Regarding the dialogue with multiculturalism , Pope Francis pointed to a pastoral dialogue without relativisms, without compromising one’s Christian identity, but aiming to reach the heart of the other, of he who is different to us, and there “sow the seeds of the Gospel”. Within this realm the Pope said we need a contemplative attitude that makes use of the contribution of diverse sciences to be able to understand the urban phenomenon. This will help us – he said – to get to know “the invisible cities: the groups or the human territories who find identity in symbols, idioms, rites and forms to tell the stories of life”. In respect to the religiousness of people, Pope Francis said: “God lives in cities. We must go and look for him and remain where He is operating”. He said it is important to discover within the “religiosity of our people, the authentic religious under layer, which in many cases is Christian and Catholic”. He said we must not ignore or despise experiences of God that may be dispersed or mixed up: they ask to be “revealed and not constructed”.

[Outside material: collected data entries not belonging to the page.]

//! Bit manipulation.
//!
//! A power of two has exactly one set bit, so `n & (n - 1)` clears it to
//! zero. Powers of 4, 8 and 16 are powers of two whose single bit sits at a
//! position divisible by 2, 3 and 4 respectively; a mask of those positions
//! checks that.

use std::io::{self, Write};
use tracing::instrument;

/// Mask with every bit whose position is a multiple of `step` set.
const fn residue_mask(step: u32) -> u64 {
    let mut mask = 0u64;
    let mut bit = 0;
    while bit < 64 {
        mask |= 1 << bit;
        bit += step;
    }
    mask
}

const POWER_OF_FOUR_MASK: u64 = residue_mask(2);
const POWER_OF_EIGHT_MASK: u64 = residue_mask(3);
const POWER_OF_SIXTEEN_MASK: u64 = residue_mask(4);

/// ```
/// use classic_algos::bits::is_power_of_two;
///
/// assert!(is_power_of_two(16));
/// assert!(!is_power_of_two(15));
/// assert!(!is_power_of_two(0));
/// ```
pub fn is_power_of_two(n: i64) -> bool {
    n > 0 && n & (n - 1) == 0
}

pub fn is_power_of_four(n: i64) -> bool {
    is_power_of_two(n) && (n as u64) & POWER_OF_FOUR_MASK != 0
}

pub fn is_power_of_eight(n: i64) -> bool {
    is_power_of_two(n) && (n as u64) & POWER_OF_EIGHT_MASK != 0
}

pub fn is_power_of_sixteen(n: i64) -> bool {
    is_power_of_two(n) && (n as u64) & POWER_OF_SIXTEEN_MASK != 0
}

/// Smallest power of two `>= n`. `0` maps to `1`; `None` past `2^63`.
pub fn next_power_of_two(n: u64) -> Option<u64> {
    if n <= 1 {
        return Some(1);
    }
    let shift = 64 - (n - 1).leading_zeros();
    1u64.checked_shl(shift)
}

/// Largest power of two `<= n`, or `None` for zero.
pub fn previous_power_of_two(n: u64) -> Option<u64> {
    if n == 0 {
        return None;
    }
    Some(1 << (63 - n.leading_zeros()))
}

/// `k` such that `n == 2^k`, only for exact powers of two.
pub fn log2_exponent(n: u64) -> Option<u32> {
    (n != 0 && n & (n - 1) == 0).then(|| n.trailing_zeros())
}

/// Population count by repeatedly clearing the lowest set bit.
pub fn count_set_bits(mut n: u64) -> u32 {
    let mut count = 0;
    while n != 0 {
        n &= n - 1;
        count += 1;
    }
    count
}

pub fn get_bit(n: u64, pos: u32) -> bool {
    pos < 64 && (n >> pos) & 1 == 1
}

pub fn set_bit(n: u64, pos: u32) -> u64 {
    n | 1u64.checked_shl(pos).unwrap_or(0)
}

pub fn clear_bit(n: u64, pos: u32) -> u64 {
    n & !1u64.checked_shl(pos).unwrap_or(0)
}

pub fn toggle_bit(n: u64, pos: u32) -> u64 {
    n ^ 1u64.checked_shl(pos).unwrap_or(0)
}

/// Value of the lowest set bit (`n & -n`), zero for zero.
pub fn lowest_set_bit(n: u64) -> u64 {
    n & n.wrapping_neg()
}

/// Reverses the bit order of a 32-bit word with swaps of halves, bytes, nibbles, pairs and bits.
pub fn reverse_bits(mut n: u32) -> u32 {
    n = n.rotate_left(16);
    n = ((n & 0xff00_ff00) >> 8) | ((n & 0x00ff_00ff) << 8);
    n = ((n & 0xf0f0_f0f0) >> 4) | ((n & 0x0f0f_0f0f) << 4);
    n = ((n & 0xcccc_cccc) >> 2) | ((n & 0x3333_3333) << 2);
    ((n & 0xaaaa_aaaa) >> 1) | ((n & 0x5555_5555) << 1)
}

/// The one value that appears an odd number of times when all others pair up.
pub fn single_number(data: &[i64]) -> i64 {
    data.iter().fold(0, |acc, &v| acc ^ v)
}

/// The value missing from a permutation of `0..=data.len()` with one gap.
pub fn missing_number(data: &[u64]) -> u64 {
    let expected = (0..=data.len() as u64).fold(0, |acc, v| acc ^ v);
    data.iter().fold(expected, |acc, &v| acc ^ v)
}

/// Number of differing bits.
pub fn hamming_distance(a: u64, b: u64) -> u32 {
    count_set_bits(a ^ b)
}

/// Reflected Gray code sequence for `bits`-bit words.
pub fn gray_code(bits: u32) -> Vec<u64> {
    if bits >= 64 {
        return vec![];
    }
    (0..1u64 << bits).map(|i| i ^ (i >> 1)).collect()
}

/// All subsets of `items`, enumerated by bitmask; subset `m` holds item `i` when bit `i` of `m` is set.
///
/// Returns an empty list if there are too many items to enumerate.
pub fn subsets<T: Clone>(items: &[T]) -> Vec<Vec<T>> {
    if items.len() >= usize::BITS as usize {
        return vec![];
    }
    (0..1usize << items.len())
        .map(|mask| {
            items
                .iter()
                .enumerate()
                .filter(|(i, _)| mask & (1usize << *i) != 0)
                .map(|(_, item)| item.clone())
                .collect()
        })
        .collect()
}

#[instrument(level = "trace", skip_all)]
pub fn demonstrate<W: Write>(out: &mut W) -> io::Result<()> {
    for n in [0, 1, 15, 16, 64, 4096, -8] {
        writeln!(
            out,
            "{n:>5}: pow2={} pow4={} pow8={} pow16={}",
            is_power_of_two(n),
            is_power_of_four(n),
            is_power_of_eight(n),
            is_power_of_sixteen(n)
        )?;
    }

    for n in [0u64, 5, 17, 1024] {
        writeln!(
            out,
            "{n:>5}: next={:?} previous={:?} log2={:?}",
            next_power_of_two(n),
            previous_power_of_two(n),
            log2_exponent(n)
        )?;
    }

    let n = 0b1011_0100u64;
    writeln!(out, "n = {n:#010b}")?;
    writeln!(out, "set bits:     {}", count_set_bits(n))?;
    writeln!(out, "bit 2 set:    {}", get_bit(n, 2))?;
    writeln!(out, "set bit 0:    {:#010b}", set_bit(n, 0))?;
    writeln!(out, "clear bit 7:  {:#010b}", clear_bit(n, 7))?;
    writeln!(out, "toggle bit 1: {:#010b}", toggle_bit(n, 1))?;
    writeln!(out, "lowest bit:   {:#010b}", lowest_set_bit(n))?;
    writeln!(out, "reverse_bits(1): {:#x}", reverse_bits(1))?;
    writeln!(
        out,
        "single number in [4, 1, 2, 1, 2]: {}",
        single_number(&[4, 1, 2, 1, 2])
    )?;
    writeln!(
        out,
        "missing from [3, 0, 1]: {}",
        missing_number(&[3, 0, 1])
    )?;
    writeln!(out, "hamming(1, 4): {}", hamming_distance(1, 4))?;
    writeln!(out, "gray code (3 bits): {:?}", gray_code(3))?;
    writeln!(out, "subsets of [a, b, c]: {:?}", subsets(&['a', 'b', 'c']))?;
    Ok(())
}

Regarding the issue of religiosity Francis said it differs enormously in the five continents, and he pointed out that the Church in Latin America and in the Caribbean has recognized its strength that comes above all from poor majorities. God – he said – continues to talk to us today through the poor. And he said large cities today are inhabited by numerous migrants and poor people who come from rural areas, from other continents, with other cultures. “They are pilgrims of life in search of ‘salvation’, who often find the force to go forward and to struggle thanks to a simple and profound experience of faith in God” the Pope said. So, it is a double challenge: to be hospitable towards the poor and towards migrants; and to give value to their faith. And Pope Francis expressed his belief that within the faith of these men and women there is enormous potential for evangelization in urban areas. Finally, the Pope dedicated a passage to urban poor. He said that amongst its precious offers for life, in the folds of large cities there are many poor people, marginalized people, people who have been “thrown away”. The Church, he said: “cannot ignore their cry, nor can it be part of unjust systems” that try to render them invisible. And he spoke of cycles of new poverty that are excluding generations of families. Of economic, social, moral and spiritual poverty that exclude God’s children: “In cities, the future of the poor is even poorer” he said. Concluding, Pope Francis proposed two pastoral nuclei: “Go out and facilitate” and “The Samaritan Church.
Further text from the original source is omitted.